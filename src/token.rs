use std::fmt;

use thiserror::Error;

/// One lexical unit of a command line.
#[derive(Debug, Clone, PartialEq, Eq)]
pub enum Token {
    Word(String),
    /// `|`
    Pipe,
    /// `<`
    RedirectIn,
    /// `>`
    RedirectOut,
    /// `&`
    Background,
}

impl Token {
    pub fn is_word(&self) -> bool {
        matches!(self, Token::Word(_))
    }

    fn is_redirect(&self) -> bool {
        matches!(self, Token::RedirectIn | Token::RedirectOut)
    }
}

impl fmt::Display for Token {
    fn fmt(&self, f: &mut fmt::Formatter<'_>) -> fmt::Result {
        match self {
            Token::Word(word) => f.write_str(word),
            Token::Pipe => f.write_str("|"),
            Token::RedirectIn => f.write_str("<"),
            Token::RedirectOut => f.write_str(">"),
            Token::Background => f.write_str("&"),
        }
    }
}

#[derive(Debug, Error, PartialEq, Eq)]
pub enum LexError {
    #[error("unmatched quote")]
    UnmatchedQuote,
}

#[derive(Debug, Error, PartialEq, Eq)]
pub enum SyntaxError {
    #[error("missing command name")]
    MissingCommand,
    #[error("multiple redirection of standard out")]
    MultipleRedirectOut,
    #[error("standard output redirection without file name")]
    MissingRedirectOut,
    #[error("multiple redirection of standard input")]
    MultipleRedirectIn,
    #[error("standard input redirection without file name")]
    MissingRedirectIn,
    #[error("invalid use of background")]
    InvalidBackground,
}

/// States for the tokenizer state machine.
enum State {
    /// Between tokens — whitespace is skipped
    Normal,
    /// Building an unquoted word — whitespace and operators end it
    InWord,
    InDoubleQuote,
    InSingleQuote,
}

fn operator(ch: char) -> Option<Token> {
    match ch {
        '|' => Some(Token::Pipe),
        '<' => Some(Token::RedirectIn),
        '>' => Some(Token::RedirectOut),
        '&' => Some(Token::Background),
        _ => None,
    }
}

/// Split a raw input line into tokens.
///
/// Quotes group text literally and are removed; operators are recognized
/// only outside quotes and do not need surrounding whitespace.
pub fn lex(input: &str) -> Result<Vec<Token>, LexError> {
    let mut tokens = Vec::new();
    let mut current = String::new();
    let mut state = State::Normal;

    for ch in input.chars() {
        match (&state, ch) {
            (State::Normal, ' ' | '\t' | '\n' | '\r') => {}
            (State::Normal, '"') => state = State::InDoubleQuote,
            (State::Normal, '\'') => state = State::InSingleQuote,
            (State::Normal, c) => match operator(c) {
                Some(op) => tokens.push(op),
                None => {
                    current.push(c);
                    state = State::InWord;
                }
            },

            (State::InWord, ' ' | '\t' | '\n' | '\r') => {
                tokens.push(Token::Word(std::mem::take(&mut current)));
                state = State::Normal;
            }
            (State::InWord, '"') => state = State::InDoubleQuote,
            (State::InWord, '\'') => state = State::InSingleQuote,
            (State::InWord, c) => match operator(c) {
                Some(op) => {
                    tokens.push(Token::Word(std::mem::take(&mut current)));
                    tokens.push(op);
                    state = State::Normal;
                }
                None => current.push(c),
            },

            // A closing quote keeps the word open: `a"b c"d` is one word.
            (State::InDoubleQuote, '"') | (State::InSingleQuote, '\'') => {
                state = State::InWord;
            }
            (State::InDoubleQuote, c) | (State::InSingleQuote, c) => current.push(c),
        }
    }

    match state {
        State::InWord => tokens.push(Token::Word(current)),
        State::InDoubleQuote | State::InSingleQuote => return Err(LexError::UnmatchedQuote),
        State::Normal => {}
    }

    Ok(tokens)
}

/// Validate a token sequence before it reaches the launchers.
pub fn check(tokens: &[Token]) -> Result<(), SyntaxError> {
    if let Some(pos) = tokens.iter().position(|t| *t == Token::Background) {
        if pos + 1 != tokens.len() {
            return Err(SyntaxError::InvalidBackground);
        }
    }

    let body = match tokens.last() {
        Some(Token::Background) => &tokens[..tokens.len() - 1],
        _ => tokens,
    };

    for stage in body.split(|t| *t == Token::Pipe) {
        check_stage(stage)?;
    }
    Ok(())
}

fn check_stage(stage: &[Token]) -> Result<(), SyntaxError> {
    let mut has_command = false;
    let mut seen_in = false;
    let mut seen_out = false;
    let mut iter = stage.iter();

    while let Some(token) = iter.next() {
        match token {
            Token::Word(_) => has_command = true,
            Token::RedirectIn => {
                if seen_in {
                    return Err(SyntaxError::MultipleRedirectIn);
                }
                seen_in = true;
                if !iter.next().is_some_and(Token::is_word) {
                    return Err(SyntaxError::MissingRedirectIn);
                }
            }
            Token::RedirectOut => {
                if seen_out {
                    return Err(SyntaxError::MultipleRedirectOut);
                }
                seen_out = true;
                if !iter.next().is_some_and(Token::is_word) {
                    return Err(SyntaxError::MissingRedirectOut);
                }
            }
            Token::Pipe | Token::Background => return Err(SyntaxError::InvalidBackground),
        }
    }

    if !has_command {
        return Err(SyntaxError::MissingCommand);
    }
    Ok(())
}

/// Number of `|` separators in the sequence.
pub fn count_pipes(tokens: &[Token]) -> usize {
    tokens.iter().filter(|t| **t == Token::Pipe).count()
}

/// Remove a trailing `&`, returning whether one was present.
pub fn strip_background(tokens: &mut Vec<Token>) -> bool {
    if tokens.last() == Some(&Token::Background) {
        tokens.pop();
        true
    } else {
        false
    }
}

/// Human-readable form of a token range, used as a job label.
pub fn render(tokens: &[Token]) -> String {
    tokens
        .iter()
        .map(ToString::to_string)
        .collect::<Vec<_>>()
        .join(" ")
}

/// Redirection markers consume the following word.
pub(crate) fn is_redirect_target(tokens: &[Token], index: usize) -> bool {
    index > 0 && tokens[index - 1].is_redirect()
}

#[cfg(test)]
mod tests {
    use super::*;

    fn word(s: &str) -> Token {
        Token::Word(s.to_string())
    }

    #[test]
    fn splits_on_whitespace() {
        assert_eq!(lex("echo  hi\tthere").unwrap(), vec![word("echo"), word("hi"), word("there")]);
    }

    #[test]
    fn operators_without_spaces() {
        assert_eq!(
            lex("cat<in.txt|sort>out.txt&").unwrap(),
            vec![
                word("cat"),
                Token::RedirectIn,
                word("in.txt"),
                Token::Pipe,
                word("sort"),
                Token::RedirectOut,
                word("out.txt"),
                Token::Background,
            ]
        );
    }

    #[test]
    fn quotes_protect_operators_and_spaces() {
        assert_eq!(lex("echo 'a | b' \"c > d\"").unwrap(), vec![word("echo"), word("a | b"), word("c > d")]);
    }

    #[test]
    fn adjacent_quotes_join_one_word() {
        assert_eq!(lex("he\"llo\"' world'").unwrap(), vec![word("hello world")]);
    }

    #[test]
    fn empty_quotes_are_an_empty_word() {
        assert_eq!(lex("echo ''").unwrap(), vec![word("echo"), word("")]);
    }

    #[test]
    fn unmatched_quote_is_error() {
        assert_eq!(lex("echo \"oops"), Err(LexError::UnmatchedQuote));
        assert_eq!(lex("echo 'oops"), Err(LexError::UnmatchedQuote));
    }

    #[test]
    fn blank_line_is_empty() {
        assert!(lex("   \n").unwrap().is_empty());
    }

    #[test]
    fn check_accepts_pipeline_with_redirections() {
        let tokens = lex("sort < in.txt | uniq | wc -l > out.txt &").unwrap();
        assert_eq!(check(&tokens), Ok(()));
    }

    #[test]
    fn check_rejects_missing_command() {
        assert_eq!(check(&lex("| wc").unwrap()), Err(SyntaxError::MissingCommand));
        assert_eq!(check(&lex("ls |").unwrap()), Err(SyntaxError::MissingCommand));
        assert_eq!(check(&lex("> out.txt").unwrap()), Err(SyntaxError::MissingCommand));
    }

    #[test]
    fn check_rejects_double_redirection() {
        assert_eq!(check(&lex("ls > a > b").unwrap()), Err(SyntaxError::MultipleRedirectOut));
        assert_eq!(check(&lex("cat < a < b").unwrap()), Err(SyntaxError::MultipleRedirectIn));
    }

    #[test]
    fn check_rejects_redirection_without_file() {
        assert_eq!(check(&lex("ls >").unwrap()), Err(SyntaxError::MissingRedirectOut));
        assert_eq!(check(&lex("cat < | wc").unwrap()), Err(SyntaxError::MissingRedirectIn));
    }

    #[test]
    fn check_rejects_misplaced_background() {
        assert_eq!(check(&lex("sleep 1 & ls").unwrap()), Err(SyntaxError::InvalidBackground));
        assert_eq!(check(&lex("a & | b").unwrap()), Err(SyntaxError::InvalidBackground));
    }

    #[test]
    fn strip_background_flag() {
        let mut tokens = lex("sleep 5 &").unwrap();
        assert!(strip_background(&mut tokens));
        assert_eq!(tokens, vec![word("sleep"), word("5")]);
        assert!(!strip_background(&mut tokens));
    }

    #[test]
    fn render_and_count() {
        let tokens = lex("a|b | c>f").unwrap();
        assert_eq!(count_pipes(&tokens), 2);
        assert_eq!(render(&tokens), "a | b | c > f");
    }
}
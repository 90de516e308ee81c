use std::sync::atomic::{AtomicBool, AtomicI32, AtomicUsize, Ordering};

use crate::error::LaunchError;
use crate::process::{self, Pid};

/// Upper bound on background member processes the reaper can track.
pub const MAX_BG_CAPACITY: usize = 16;

/// Finished jobs can pile up between two prompts: everything tracked at the
/// last drain plus one freshly launched job.
const QUEUE_CAPACITY: usize = 2 * MAX_BG_CAPACITY;

const FREE: Pid = 0;

struct Slot {
    pid: AtomicI32,
    pgid: AtomicI32,
}

impl Slot {
    const fn new() -> Self {
        Self {
            pid: AtomicI32::new(FREE),
            pgid: AtomicI32::new(FREE),
        }
    }
}

/// Single-producer single-consumer ring of finished process groups.
///
/// The reaper pushes, the main loop pops.
struct CompletionQueue {
    pgids: [AtomicI32; QUEUE_CAPACITY],
    head: AtomicUsize,
    tail: AtomicUsize,
    overflowed: AtomicBool,
}

impl CompletionQueue {
    const fn new() -> Self {
        Self {
            pgids: [const { AtomicI32::new(FREE) }; QUEUE_CAPACITY],
            head: AtomicUsize::new(0),
            tail: AtomicUsize::new(0),
            overflowed: AtomicBool::new(false),
        }
    }

    fn push(&self, pgid: Pid) {
        let tail = self.tail.load(Ordering::Relaxed);
        let head = self.head.load(Ordering::Acquire);
        if tail.wrapping_sub(head) >= QUEUE_CAPACITY {
            self.overflowed.store(true, Ordering::Relaxed);
            return;
        }
        self.pgids[tail % QUEUE_CAPACITY].store(pgid, Ordering::Relaxed);
        self.tail.store(tail.wrapping_add(1), Ordering::Release);
    }

    fn pop(&self) -> Option<Pid> {
        let head = self.head.load(Ordering::Relaxed);
        let tail = self.tail.load(Ordering::Acquire);
        if head == tail {
            return None;
        }
        let pgid = self.pgids[head % QUEUE_CAPACITY].load(Ordering::Relaxed);
        self.head.store(head.wrapping_add(1), Ordering::Release);
        Some(pgid)
    }
}

/// The part of the job table the SIGCHLD handler may touch.
///
/// Fixed-size and built only from atomics, so every operation on it is
/// allocation-free and safe to run from signal context.
pub struct ReapState {
    slots: [Slot; MAX_BG_CAPACITY],
    tracked: AtomicUsize,
    completions: CompletionQueue,
}

impl Default for ReapState {
    fn default() -> Self {
        Self::new()
    }
}

impl ReapState {
    pub const fn new() -> Self {
        Self {
            slots: [const { Slot::new() }; MAX_BG_CAPACITY],
            tracked: AtomicUsize::new(0),
            completions: CompletionQueue::new(),
        }
    }

    /// Background member processes not yet reaped.
    pub fn tracked(&self) -> usize {
        self.tracked.load(Ordering::Acquire)
    }

    fn free_slots(&self) -> usize {
        self.slots
            .iter()
            .filter(|s| s.pid.load(Ordering::Acquire) == FREE)
            .count()
    }

    fn track(&self, pid: Pid, pgid: Pid) -> bool {
        for slot in &self.slots {
            if slot.pid.load(Ordering::Acquire) == FREE {
                slot.pgid.store(pgid, Ordering::Relaxed);
                slot.pid.store(pid, Ordering::Release);
                self.tracked.fetch_add(1, Ordering::AcqRel);
                return true;
            }
        }
        false
    }

    fn has_member(&self, pid: Pid) -> bool {
        self.slots.iter().any(|s| s.pid.load(Ordering::Acquire) == pid)
    }

    fn has_group(&self, pgid: Pid) -> bool {
        self.slots.iter().any(|s| {
            s.pid.load(Ordering::Acquire) != FREE && s.pgid.load(Ordering::Relaxed) == pgid
        })
    }

    /// Forget a reaped pid. When it was the last member of its group, the
    /// group is queued for reporting.
    ///
    /// Async-signal-safe. Unknown pids (foreground children, already
    /// handled members) are ignored.
    pub fn remove_member(&self, pid: Pid) -> bool {
        if pid <= 0 {
            return false;
        }
        let Some(slot) = self
            .slots
            .iter()
            .find(|s| s.pid.load(Ordering::Acquire) == pid)
        else {
            return false;
        };

        let pgid = slot.pgid.load(Ordering::Relaxed);
        slot.pid.store(FREE, Ordering::Release);
        self.tracked.fetch_sub(1, Ordering::AcqRel);

        if !self.has_group(pgid) {
            self.completions.push(pgid);
        }
        true
    }
}

#[derive(Debug, Clone, Copy, PartialEq, Eq)]
pub enum JobState {
    Running,
    Done,
}

/// One background pipeline.
#[derive(Debug)]
pub struct Job {
    pub pgid: Pid,
    pub members: Vec<Pid>,
    pub label: String,
    pub state: JobState,
}

/// A finished background job, ready to be shown to the user.
#[derive(Debug, Clone, PartialEq, Eq)]
pub struct Completion {
    pub pgid: Pid,
    pub label: String,
}

/// The shell's background job table.
///
/// Labels and job records live here and are only touched from the main
/// loop; membership lives in the shared [`ReapState`].
pub struct JobTable {
    reap: &'static ReapState,
    jobs: Vec<Job>,
    limit: usize,
}

impl JobTable {
    pub fn new(reap: &'static ReapState, limit: usize) -> Self {
        Self {
            reap,
            jobs: Vec::new(),
            limit: limit.clamp(1, MAX_BG_CAPACITY),
        }
    }

    pub fn limit(&self) -> usize {
        self.limit
    }

    /// Refuse a launch that would spawn `additional` background processes
    /// past the limit.
    pub fn check_capacity(&self, additional: usize) -> Result<(), LaunchError> {
        if self.reap.tracked() + additional > self.limit {
            return Err(LaunchError::LimitExceeded { limit: self.limit });
        }
        Ok(())
    }

    /// Start tracking a background job.
    ///
    /// Must run with SIGCHLD blocked so no member can be reaped before it
    /// is tracked.
    pub fn register(&mut self, pgid: Pid, members: &[Pid], label: String) -> Result<(), LaunchError> {
        if self.reap.tracked() + members.len() > self.limit
            || self.reap.free_slots() < members.len()
        {
            return Err(LaunchError::TableFull);
        }
        for &pid in members {
            if !self.reap.track(pid, pgid) {
                return Err(LaunchError::TableFull);
            }
        }
        tracing::debug!(pgid, members = members.len(), "background job registered");
        self.jobs.push(Job {
            pgid,
            members: members.to_vec(),
            label,
            state: JobState::Running,
        });
        Ok(())
    }

    /// Report the jobs whose last member has been reaped.
    ///
    /// A finished job is promoted to `Done` here and evicted by the next
    /// drain. Call only from the main loop, never from signal context.
    pub fn drain_completions(&mut self) -> Vec<Completion> {
        if self.reap.completions.overflowed.swap(false, Ordering::Relaxed) {
            tracing::warn!("completion queue overflowed; some job notices were lost");
        }

        self.jobs.retain(|j| j.state == JobState::Running);
        let reap = self.reap;
        for job in &mut self.jobs {
            job.members.retain(|&pid| reap.has_member(pid));
        }

        let mut done = Vec::new();
        while let Some(pgid) = self.reap.completions.pop() {
            let Some(job) = self
                .jobs
                .iter_mut()
                .find(|j| j.pgid == pgid && j.state == JobState::Running)
            else {
                continue;
            };
            job.state = JobState::Done;
            tracing::debug!(pgid, remaining = job.members.len(), "background job done");
            done.push(Completion {
                pgid,
                label: job.label.clone(),
            });
        }
        done
    }

    /// Jobs still running, each re-checked against the kernel.
    pub fn list_running(&self) -> Vec<(Pid, &str)> {
        self.jobs
            .iter()
            .filter(|j| j.state == JobState::Running)
            .filter(|j| self.reap.has_group(j.pgid) && process::group_exists(j.pgid))
            .map(|j| (j.pgid, j.label.as_str()))
            .collect()
    }

    /// Jobs not yet reported as done.
    pub fn running(&self) -> usize {
        self.jobs
            .iter()
            .filter(|j| j.state == JobState::Running)
            .count()
    }
}
use crate::cli::actions::{account, schema, token, Action};
use anyhow::Result;

/// Execute the provided action.
// Single dispatch point for all CLI actions.
/// # Errors
/// Returns an error if the action fails.
pub async fn execute(action: Action) -> Result<()> {
    match action {
        Action::Schema(globals) => schema::execute(&globals).await,
        Action::Register(args) => account::register(args).await,
        Action::Login(args) => account::login(args).await,
        Action::Token(args) => token::execute(args).await,
    }
}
::::::::::
> TASK PROMPT
In the records above, how many lines hold the string "struct"? Respond with that number only.

> EXERCISE OUTPUT
6